Taking a deep breath, I walk over to the mailbox and stick out my hand to pull the front down.
“Hey, Grace!” I jump, turn around and see my neighbor and best friend waving from her porch across the road. Behind her, the front door slams open and two little towheaded three-year-olds come bursting out, a big Bernese Mountain Dog on their heels.
“Auntie Grace! Auntie Grace!” they yell and I notice one of them holding something in his little hands. “Come look at our turtle.”
I look back at the mailbox, give it a little frown and then head over to the gate of their pristine white picket fence.
“A turtle?” I say with as much enthusiasm as my tired body can muster. “Is it a girl turtle or a boy turtle?” I ask as I pet Bernice the Bernese on her pretty head.
The twins look from me to the turtle, then back at me. Jayden flips the little box turtle over and Hayden pulls on its tail. I laugh. It’s clear the boys stay at their grandparent’s farm three days a week while Natalie cuts hair at the beauty salon down on Main Street. “How can we tell?” Hayden asks, looking at the turtle’s butt very closely.
“I’m not sure, Hay,” I tell him, reaching for the turtle to pretend I’m giving it a good look, but actually saving it from any poking or prodding.
“I thought nurses were supposed to know everything,” he said, although the words came out “I tho no-ses pos ta know evewythin.” His little lisp and country accent gang up on my ability to decipher his words.
“Well, I’m a people nurse. Not a turtle nurse. We might need a turtle nurse to answer that question.” Then, to change the subject quickly, before I’m thrown a dozen questions about how and where to find a turtle nurse, I ask, “What did ya’ll name him?”
“Thomas the Turtle!” they yell at the same time.
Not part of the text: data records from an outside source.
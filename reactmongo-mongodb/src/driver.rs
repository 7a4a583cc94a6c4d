use std::time::Duration;

use bson::{Document, doc};
use mongodb::{
    error::{Error as MongoError, ErrorKind, WriteFailure},
    options::{ClientOptions, ServerAddress},
    sync::{Client, Collection},
};
use tracing::debug;

use reactmongo_core::{
    driver::{Driver, HostSpec, Namespace},
    error::{DriverError, DriverResult},
};

const DEFAULT_CONNECT_TIMEOUT: Duration = Duration::from_secs(10);
const DEFAULT_SERVER_SELECTION_TIMEOUT: Duration = Duration::from_secs(30);
const DEFAULT_APP_NAME: &str = "reactmongo";

/// Blocking MongoDB client for a single server.
///
/// Write calls only fail for transport or selection problems. When the server
/// rejects a write, the rejection is kept and handed out by
/// [`last_error`](Driver::last_error), matching the status round-trip the
/// connection performs for observed writes.
#[derive(Debug)]
pub struct MongoDriver {
    client: Option<Client>,
    options: MongoDriverBuilder,
    last_error: Option<String>,
}

impl MongoDriver {
    pub fn new() -> Self {
        Self::builder().build()
    }

    pub fn builder() -> MongoDriverBuilder {
        MongoDriverBuilder::default()
    }

    fn client(&self) -> DriverResult<&Client> {
        self.client.as_ref().ok_or(DriverError::NotConnected)
    }

    fn collection(&self, namespace: &str) -> DriverResult<Collection<Document>> {
        let namespace = Namespace::parse(namespace)?;

        Ok(self
            .client()?
            .database(namespace.database)
            .collection(namespace.collection))
    }

    fn client_options(&self, host: &HostSpec) -> ClientOptions {
        let mut options = ClientOptions::default();

        options.hosts = vec![ServerAddress::Tcp {
            host: host.host.clone(),
            port: Some(host.port),
        }];
        options.connect_timeout = Some(self.options.connect_timeout);
        options.server_selection_timeout = Some(self.options.server_selection_timeout);
        options.app_name = Some(self.options.app_name.clone());
        options.direct_connection = Some(self.options.direct_connection);

        options
    }

    fn ping(client: &Client) -> Result<Document, MongoError> {
        client.database("admin").run_command(doc! { "ping": 1 }).run()
    }

    /// Splits a write's outcome into the part returned to the caller and the
    /// server's verdict, which is kept for [`last_error`](Driver::last_error).
    fn record<T>(&mut self, result: Result<T, MongoError>) -> DriverResult<()> {
        self.last_error = match result {
            Ok(_) => None,
            Err(error) => match server_rejection(&error) {
                Some(message) => {
                    debug!(error = %message, "Write rejected by server");
                    Some(message)
                }
                None => return Err(driver_error(error)),
            },
        };

        Ok(())
    }
}

impl Default for MongoDriver {
    fn default() -> Self {
        Self::new()
    }
}

impl Driver for MongoDriver {
    fn connect(&mut self, host: &HostSpec) -> DriverResult<()> {
        self.client = None;

        let client = Client::with_options(self.client_options(host))
            .map_err(|e| DriverError::Connection(e.to_string()))?;
        Self::ping(&client).map_err(|e| DriverError::Connection(e.to_string()))?;

        debug!(host = %host, "Server answered ping");
        self.client = Some(client);

        Ok(())
    }

    fn is_connected(&mut self) -> bool {
        self.client
            .as_ref()
            .is_some_and(|client| Self::ping(client).is_ok())
    }

    fn query(&mut self, namespace: &str, filter: Document) -> DriverResult<Vec<Document>> {
        self.collection(namespace)?
            .find(filter)
            .run()
            .map_err(driver_error)?
            .collect::<Result<Vec<Document>, _>>()
            .map_err(driver_error)
    }

    fn insert(&mut self, namespace: &str, documents: Vec<Document>) -> DriverResult<()> {
        let collection = self.collection(namespace)?;

        if documents.is_empty() {
            self.last_error = None;
            return Ok(());
        }

        self.record(collection.insert_many(documents).run())
    }

    fn update(
        &mut self,
        namespace: &str,
        filter: Document,
        update: Document,
        upsert: bool,
        multi: bool,
    ) -> DriverResult<()> {
        let collection = self.collection(namespace)?;
        let operators = update.keys().next().is_some_and(|key| key.starts_with('$'));

        let result = match (operators, multi) {
            (true, false) => collection.update_one(filter, update).upsert(upsert).run(),
            (true, true) => collection.update_many(filter, update).upsert(upsert).run(),
            (false, false) => collection.replace_one(filter, update).upsert(upsert).run(),
            (false, true) => {
                self.last_error = Some("multi update only works with $ operators".to_string());
                return Ok(());
            }
        };

        self.record(result)
    }

    fn remove(&mut self, namespace: &str, filter: Document, limit_to_one: bool) -> DriverResult<()> {
        let collection = self.collection(namespace)?;

        let result = if limit_to_one {
            collection.delete_one(filter).run()
        } else {
            collection.delete_many(filter).run()
        };

        self.record(result)
    }

    fn run_command(&mut self, database: &str, command: Document) -> DriverResult<Document> {
        match self.client()?.database(database).run_command(command).run() {
            Ok(reply) => Ok(reply),
            // The driver turns `ok: 0` replies into errors; hand them back as replies.
            Err(error) => match error.kind.as_ref() {
                ErrorKind::Command(failure) => Ok(doc! {
                    "ok": 0.0,
                    "errmsg": failure.message.clone(),
                    "code": failure.code,
                    "codeName": failure.code_name.clone(),
                }),
                _ => Err(driver_error(error)),
            },
        }
    }

    fn last_error(&mut self) -> DriverResult<Option<String>> {
        self.client()?;

        Ok(self.last_error.take())
    }
}

/// Classifies a failed call. Losing the server after connecting reads as
/// [`NotConnected`](DriverError::NotConnected), like never having connected.
fn driver_error(error: MongoError) -> DriverError {
    match error.kind.as_ref() {
        ErrorKind::ServerSelection { .. } | ErrorKind::Io(_) => DriverError::NotConnected,
        _ => DriverError::Operation(error.to_string()),
    }
}

/// The server's description of a rejected write, if the error is one.
fn server_rejection(error: &MongoError) -> Option<String> {
    match error.kind.as_ref() {
        ErrorKind::Write(WriteFailure::WriteError(failure)) => Some(failure.message.clone()),
        ErrorKind::Write(WriteFailure::WriteConcernError(failure)) => Some(failure.message.clone()),
        ErrorKind::InsertMany(_) => Some(error.to_string()),
        _ => None,
    }
}

/// Builder for [`MongoDriver`] instances.
///
/// The host comes from the connection; this only carries client settings.
#[derive(Debug, Clone)]
pub struct MongoDriverBuilder {
    connect_timeout: Duration,
    server_selection_timeout: Duration,
    app_name: String,
    direct_connection: bool,
}

impl Default for MongoDriverBuilder {
    fn default() -> Self {
        Self {
            connect_timeout: DEFAULT_CONNECT_TIMEOUT,
            server_selection_timeout: DEFAULT_SERVER_SELECTION_TIMEOUT,
            app_name: DEFAULT_APP_NAME.to_string(),
            direct_connection: true,
        }
    }
}

impl MongoDriverBuilder {
    pub fn connect_timeout(mut self, timeout: Duration) -> Self {
        self.connect_timeout = timeout;
        self
    }

    /// How long an operation waits for a usable server before failing.
    pub fn server_selection_timeout(mut self, timeout: Duration) -> Self {
        self.server_selection_timeout = timeout;
        self
    }

    pub fn app_name(mut self, name: &str) -> Self {
        self.app_name = name.to_string();
        self
    }

    /// Talk to the given host only, instead of discovering the rest of its replica set.
    pub fn direct_connection(mut self, direct: bool) -> Self {
        self.direct_connection = direct;
        self
    }

    pub fn build(self) -> MongoDriver {
        MongoDriver {
            client: None,
            options: self,
            last_error: None,
        }
    }
}
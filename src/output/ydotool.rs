//! ydotool keystroke backend
//!
//! Works on X11, Wayland, and the TTY because ydotool goes through the
//! uinput kernel interface. The soft break is sent as raw key events:
//! 42 is KEY_LEFTSHIFT, 28 is KEY_ENTER.
//!
//! Requires:
//! - ydotool installed
//! - ydotoold daemon running (systemctl --user start ydotool)

use super::KeyTyper;
use crate::error::OutputError;
use std::process::{Command, Stdio};

/// ydotool-based keystroke backend
pub struct YdotoolTyper {
    /// Delay between keypresses in milliseconds
    interval_ms: u32,
}

impl YdotoolTyper {
    pub fn new(interval_ms: u32) -> Self {
        Self { interval_ms }
    }

    fn run(&self, args: &[&str]) -> Result<std::process::Output, OutputError> {
        Command::new("ydotool")
            .args(args)
            .stdout(Stdio::null())
            .stderr(Stdio::piped())
            .output()
            .map_err(|e| {
                if e.kind() == std::io::ErrorKind::NotFound {
                    OutputError::YdotoolNotFound
                } else {
                    OutputError::InjectionFailed(e.to_string())
                }
            })
    }
}

impl KeyTyper for YdotoolTyper {
    fn type_line(&self, line: &str) -> Result<(), OutputError> {
        if line.is_empty() {
            return Ok(());
        }

        let mut cmd = Command::new("ydotool");
        cmd.arg("type");

        if self.interval_ms > 0 {
            cmd.arg("--key-delay").arg(self.interval_ms.to_string());
        }

        // The -- ensures text starting with - isn't treated as an option
        cmd.arg("--").arg(line);

        let output = cmd
            .stdout(Stdio::null())
            .stderr(Stdio::piped())
            .output()
            .map_err(|e| {
                if e.kind() == std::io::ErrorKind::NotFound {
                    OutputError::YdotoolNotFound
                } else {
                    OutputError::InjectionFailed(e.to_string())
                }
            })?;

        if !output.status.success() {
            let stderr = String::from_utf8_lossy(&output.stderr);

            if stderr.contains("socket") || stderr.contains("connect") || stderr.contains("daemon")
            {
                return Err(OutputError::YdotoolNotRunning);
            }

            return Err(OutputError::InjectionFailed(stderr.to_string()));
        }

        Ok(())
    }

    fn soft_line_break(&self) -> Result<(), OutputError> {
        // press shift, press enter, release enter, release shift
        let output = self.run(&["key", "42:1", "28:1", "28:0", "42:0"])?;

        if !output.status.success() {
            let stderr = String::from_utf8_lossy(&output.stderr);
            return Err(OutputError::SoftBreakFailed(format!(
                "ydotool Shift+Enter failed: {}",
                stderr
            )));
        }

        Ok(())
    }

    fn is_available(&self) -> bool {
        let found = Command::new("which")
            .arg("ydotool")
            .stdout(Stdio::null())
            .stderr(Stdio::null())
            .status()
            .map(|s| s.success())
            .unwrap_or(false);

        if !found {
            return false;
        }

        // A no-op type succeeds quickly iff ydotoold is reachable.
        Command::new("ydotool")
            .args(["type", ""])
            .stdout(Stdio::null())
            .stderr(Stdio::null())
            .status()
            .map(|s| s.success())
            .unwrap_or(false)
    }

    fn name(&self) -> &'static str {
        "ydotool"
    }
}

#[cfg(test)]
mod tests {
    use super::*;

    #[test]
    fn test_new() {
        let typer = YdotoolTyper::new(10);
        assert_eq!(typer.interval_ms, 10);
    }

    #[test]
    fn test_empty_line_is_noop() {
        let typer = YdotoolTyper::new(0);
        assert!(typer.type_line("").is_ok());
    }
}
“Well, why am I not surprised,” I say and poke both boys on their Thomas the Tank Engine covered tummies. They are freaks about anything Thomas.
“Come in out of that heat, prego,” Natalie yells. “It’s hotter than blue blazes. Boys, let Auntie Gracey rest a bit. You all go on and play on the swing set. Just don’t let Bernice get hold of Thomas. She’ll chew him like a bone.”
The boys and dog jump up and down and the turtle retreats into the safety of its shell. Smart turtle. Then they’re off. Full speed everywhere they go. I give a mental ‘oops’ when Jayden falls. But he just rolls and is back on his feet in an instant, speeding to catch up with his brother.
“Let’s go to the back porch so I can keep an eye on those hellions,” she says with a big grin and rubs her own pregnant stomach. We found out we were both expecting within two weeks of each other. Fate, as Nat calls it. Since I’m having a boy and she’s having a girl this time, we’re convinced they’ll be the perfect couple one day.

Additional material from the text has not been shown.